## EXERCISE INSTRUCTIONS
Could you write out the records below exactly as they appear?

——

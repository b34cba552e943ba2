use zeef_ledger::LedgerError;

/// Errors raised by the inference kernel.
///
/// A failed model call surfaces to the caller; no retry is attempted.
#[derive(Debug, thiserror::Error)]
pub enum KernelError {
    /// The HTTP layer failed (connection, non-2xx status, body read)
    #[error("kernel transport failed: {0}")]
    Transport(#[source] reqwest::Error),

    /// The request exceeded the configured timeout
    #[error("kernel request timed out")]
    Timeout,

    /// The response did not contain the expected completion field
    #[error("kernel response shape mismatch: {0}")]
    Schema(String),
}

/// Errors raised by the law-guarded completion chokepoint.
#[derive(Debug, thiserror::Error)]
pub enum LawError {
    /// The model call failed
    #[error(transparent)]
    Kernel(#[from] KernelError),

    /// The exchange could not be recorded in the ledger
    #[error(transparent)]
    Ledger(#[from] LedgerError),
}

——

## EXPECTED OUTPUT
repository b34cba552e943ba2
use zeef_ledger::LedgerError;

/// Errors raised by the inference kernel.
///
/// A failed model call surfaces to the caller; no retry is attempted.
#[derive(Debug, thiserror::Error)]
pub enum KernelError {
    /// The HTTP layer failed (connection, non-2xx status, body read)
    #[error("kernel transport failed: {0}")]
    Transport(#[source] reqwest::Error),

    /// The request exceeded the configured timeout
    #[error("kernel request timed out")]
    Timeout,

    /// The response did not contain the expected completion field
    #[error("kernel response shape mismatch: {0}")]
    Schema(String),
}

/// Errors raised by the law-guarded completion chokepoint.
#[derive(Debug, thiserror::Error)]
pub enum LawError {
    /// The model call failed
    #[error(transparent)]
    Kernel(#[from] KernelError),

    /// The exchange could not be recorded in the ledger
    #[error(transparent)]
    Ledger(#[from] LedgerError),
}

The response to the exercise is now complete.